要するにシェアハウスのような形態になっているとのことである。


個人部屋の数は18ほどもあり、そのうち15部屋が埋まっているとのことだ。今は平日の日中という事もあり人の気配を感じないが、大体夕方を過ぎたあたりでパラパラと人が帰って来るとのことらしい。


「基本的な管理作業は私達と現地で雇ったエルフの方にも任せていたりもしますね。仕事が忙しい時は、彼女にまかせっきりになってしまいますが…」


「職員さん達の仕事はあくまでも支部に関する方面ですからね」


「たまに仕事を依頼する、とある『スキル』を持つ方などは重宝させていただいていますよ」


「とある『スキル』?」


「〈清掃魔法〉という、メチャクチャ便利な『スキル』です。この『スキル』を使うと埃とかは勿論のこと、しつこい油汚れや水垢、頑固なカビなんかも綺麗に消すことが出来るんです」


「へ~~、世の中にはそんな便利な魔法なんかもあるんですね」


「ニホンにはこの『スキル』を持っている人はいません。習得には何か特別な条件がいるのか、はたまた人間には習得することが出来ない魔法なのか。『ダンジョン』が発見されてかなりの月日が経過していますがまだまだ分からない事だらけですよ」


ヤレヤレといった感じで話してはいたが、それほど面倒だと感じているようにも見えなかった。世の中は分からない事があるからこそ面白いと感じるタイプの人なのかもしれないな。

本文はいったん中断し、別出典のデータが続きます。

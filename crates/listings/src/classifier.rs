//! Change classification.
//!
//! `RuleChain::classify` maps the current listing state and its previous
//! snapshot to exactly one `(event_type, event_action)` pair. Rules are
//! evaluated strictly in chain order and the first match wins, so the order of
//! the chain is part of the observable behavior.
//!
//! Under the standard order, stock and price rules run before the
//! no-prior-record rule: a first observation with non-zero stock is reported
//! as a stock increase, not a creation. `RuleChain::create_first` is the
//! alternative ordering for consumers that want creation to dominate.

use core::str::FromStr;

use serde::{Deserialize, Serialize};

use listing_facts_core::DomainError;

use crate::snapshot::PreviousSnapshot;

/// Declared event types of the event taxonomy.
#[derive(Debug, Clone, Copy, PartialEq, Eq, PartialOrd, Ord, Hash, Serialize, Deserialize)]
pub enum EventType {
    #[serde(rename = "listing")]
    Listing,
    #[serde(rename = "order")]
    Order,
    #[serde(rename = "price")]
    Price,
    #[serde(rename = "price-sales")]
    PriceSales,
    #[serde(rename = "stock")]
    Stock,
    #[serde(rename = "erp_stock")]
    ErpStock,
}

impl EventType {
    pub const ALL: [EventType; 6] = [
        EventType::Listing,
        EventType::Order,
        EventType::Price,
        EventType::PriceSales,
        EventType::Stock,
        EventType::ErpStock,
    ];

    pub fn as_str(&self) -> &'static str {
        match self {
            EventType::Listing => "listing",
            EventType::Order => "order",
            EventType::Price => "price",
            EventType::PriceSales => "price-sales",
            EventType::Stock => "stock",
            EventType::ErpStock => "erp_stock",
        }
    }
}

impl FromStr for EventType {
    type Err = DomainError;

    fn from_str(s: &str) -> Result<Self, Self::Err> {
        EventType::ALL
            .into_iter()
            .find(|t| t.as_str() == s)
            .ok_or_else(|| DomainError::validation(format!("unknown event type: {s}")))
    }
}

/// Declared event actions of the event taxonomy.
#[derive(Debug, Clone, Copy, PartialEq, Eq, PartialOrd, Ord, Hash, Serialize, Deserialize)]
pub enum EventAction {
    #[serde(rename = "create")]
    Create,
    #[serde(rename = "update-inc")]
    UpdateInc,
    #[serde(rename = "update-dec")]
    UpdateDec,
    #[serde(rename = "delete")]
    Delete,
    #[serde(rename = "published")]
    Published,
    #[serde(rename = "unpublished")]
    Unpublished,
}

impl EventAction {
    pub const ALL: [EventAction; 6] = [
        EventAction::Create,
        EventAction::UpdateInc,
        EventAction::UpdateDec,
        EventAction::Delete,
        EventAction::Published,
        EventAction::Unpublished,
    ];

    pub fn as_str(&self) -> &'static str {
        match self {
            EventAction::Create => "create",
            EventAction::UpdateInc => "update-inc",
            EventAction::UpdateDec => "update-dec",
            EventAction::Delete => "delete",
            EventAction::Published => "published",
            EventAction::Unpublished => "unpublished",
        }
    }
}

impl FromStr for EventAction {
    type Err = DomainError;

    fn from_str(s: &str) -> Result<Self, Self::Err> {
        EventAction::ALL
            .into_iter()
            .find(|a| a.as_str() == s)
            .ok_or_else(|| DomainError::validation(format!("unknown event action: {s}")))
    }
}

/// One classified `(event_type, event_action)` pair.
#[derive(Debug, Clone, Copy, PartialEq, Eq, PartialOrd, Ord, Hash, Serialize, Deserialize)]
pub struct EventPair {
    pub event_type: EventType,
    pub event_action: EventAction,
}

impl EventPair {
    /// What an exhausted rule chain yields.
    pub const FALLBACK: EventPair = EventPair::new(EventType::Listing, EventAction::Unpublished);

    pub const fn new(event_type: EventType, event_action: EventAction) -> Self {
        Self {
            event_type,
            event_action,
        }
    }

    /// Full declared cross product (6 types × 6 actions).
    pub fn declared() -> Vec<EventPair> {
        EventType::ALL
            .into_iter()
            .flat_map(|t| EventAction::ALL.into_iter().map(move |a| EventPair::new(t, a)))
            .collect()
    }
}

impl core::fmt::Display for EventPair {
    fn fmt(&self, f: &mut core::fmt::Formatter<'_>) -> core::fmt::Result {
        write!(f, "{}/{}", self.event_type.as_str(), self.event_action.as_str())
    }
}

/// Current comparison attributes of a listing, with aggregates already defaulted.
#[derive(Debug, Clone, Copy, PartialEq, Eq, Serialize, Deserialize)]
pub struct CurrentState {
    pub stock_quantity: i64,
    pub price_minor: i64,
    pub is_approved: bool,
    pub is_published: bool,
}

impl CurrentState {
    pub fn is_active(&self) -> bool {
        self.is_approved && self.is_published
    }
}

/// A single named rule of the classification chain.
#[derive(Debug, Clone, Copy, PartialEq, Eq, Hash, Serialize, Deserialize)]
#[serde(rename_all = "snake_case")]
pub enum ClassificationRule {
    StockIncreased,
    StockDecreased,
    PriceIncreased,
    PriceDecreased,
    BecameActive,
    BecameInactive,
    NoPriorRecord,
    CurrentlyActive,
    /// Always matches.
    Fallback,
}

impl ClassificationRule {
    pub fn name(&self) -> &'static str {
        match self {
            ClassificationRule::StockIncreased => "stock_increased",
            ClassificationRule::StockDecreased => "stock_decreased",
            ClassificationRule::PriceIncreased => "price_increased",
            ClassificationRule::PriceDecreased => "price_decreased",
            ClassificationRule::BecameActive => "became_active",
            ClassificationRule::BecameInactive => "became_inactive",
            ClassificationRule::NoPriorRecord => "no_prior_record",
            ClassificationRule::CurrentlyActive => "currently_active",
            ClassificationRule::Fallback => "fallback",
        }
    }

    /// Evaluate this rule alone; `None` when its condition does not hold.
    pub fn evaluate(&self, current: &CurrentState, previous: &PreviousSnapshot) -> Option<EventPair> {
        use EventAction::*;
        use EventType::*;

        let matched = match self {
            ClassificationRule::StockIncreased => {
                (current.stock_quantity > previous.stock_quantity).then_some((Stock, UpdateInc))
            }
            ClassificationRule::StockDecreased => {
                (current.stock_quantity < previous.stock_quantity).then_some((Stock, UpdateDec))
            }
            ClassificationRule::PriceIncreased => {
                (current.price_minor > previous.price_minor).then_some((Price, UpdateInc))
            }
            ClassificationRule::PriceDecreased => {
                (current.price_minor < previous.price_minor).then_some((Price, UpdateDec))
            }
            ClassificationRule::BecameActive => {
                (current.is_active() && !previous.was_active()).then_some((Listing, Published))
            }
            ClassificationRule::BecameInactive => {
                (previous.was_active() && !current.is_active()).then_some((Listing, Unpublished))
            }
            ClassificationRule::NoPriorRecord => (!previous.has_prior).then_some((Listing, Create)),
            ClassificationRule::CurrentlyActive => {
                current.is_active().then_some((Listing, Published))
            }
            ClassificationRule::Fallback => Some((Listing, Unpublished)),
        };

        matched.map(|(t, a)| EventPair::new(t, a))
    }
}

/// Named, selectable rule orders.
#[derive(Debug, Clone, Copy, PartialEq, Eq, Default, Serialize, Deserialize)]
pub enum RuleOrder {
    /// Stock, price, activation, creation, then current flags.
    #[default]
    Standard,
    /// Creation is checked before everything else.
    CreateFirst,
}

impl RuleOrder {
    pub fn as_str(&self) -> &'static str {
        match self {
            RuleOrder::Standard => "standard",
            RuleOrder::CreateFirst => "create-first",
        }
    }
}

impl FromStr for RuleOrder {
    type Err = DomainError;

    fn from_str(s: &str) -> Result<Self, Self::Err> {
        match s.trim().to_ascii_lowercase().as_str() {
            "standard" => Ok(RuleOrder::Standard),
            "create-first" | "create_first" => Ok(RuleOrder::CreateFirst),
            other => Err(DomainError::validation(format!("unknown rule order: {other}"))),
        }
    }
}

/// Ordered classification rules; first match wins.
#[derive(Debug, Clone, PartialEq, Eq, Serialize, Deserialize)]
pub struct RuleChain {
    rules: Vec<ClassificationRule>,
}

impl RuleChain {
    /// Build a chain from an explicit order. If no rule matches, the result is
    /// the `Fallback` pair.
    pub fn new(rules: Vec<ClassificationRule>) -> Self {
        Self { rules }
    }

    pub fn standard() -> Self {
        use ClassificationRule::*;
        Self::new(vec![
            StockIncreased,
            StockDecreased,
            PriceIncreased,
            PriceDecreased,
            BecameActive,
            BecameInactive,
            NoPriorRecord,
            CurrentlyActive,
            Fallback,
        ])
    }

    pub fn create_first() -> Self {
        use ClassificationRule::*;
        Self::new(vec![
            NoPriorRecord,
            StockIncreased,
            StockDecreased,
            PriceIncreased,
            PriceDecreased,
            BecameActive,
            BecameInactive,
            CurrentlyActive,
            Fallback,
        ])
    }

    pub fn from_order(order: RuleOrder) -> Self {
        match order {
            RuleOrder::Standard => Self::standard(),
            RuleOrder::CreateFirst => Self::create_first(),
        }
    }

    /// Classify and also report which rule decided.
    pub fn classify_with_rule(
        &self,
        current: &CurrentState,
        previous: &PreviousSnapshot,
    ) -> (EventPair, ClassificationRule) {
        self.rules
            .iter()
            .find_map(|rule| rule.evaluate(current, previous).map(|pair| (pair, *rule)))
            .unwrap_or((EventPair::FALLBACK, ClassificationRule::Fallback))
    }

    pub fn classify(&self, current: &CurrentState, previous: &PreviousSnapshot) -> EventPair {
        self.classify_with_rule(current, previous).0
    }
}

impl Default for RuleChain {
    fn default() -> Self {
        Self::standard()
    }
}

ちなみにだが、その〈清掃魔法〉なる『スキル』を持つエルフさんはかなりの高給取りなのだと聞かされた。確かにそんな便利『スキル』があるのなら、どこのお屋敷からでも引っ張りだこだろうからな。


ニホンではスキル=暴力というイメージがあって、スキルを持っている探索者に恐怖を感じ敬遠している人も一定数いると聞いたことがある。しかしコッチの世界では、スキルがいい感じで生活に溶け込んでいるって感じがしてチョットほっこりした気分になった。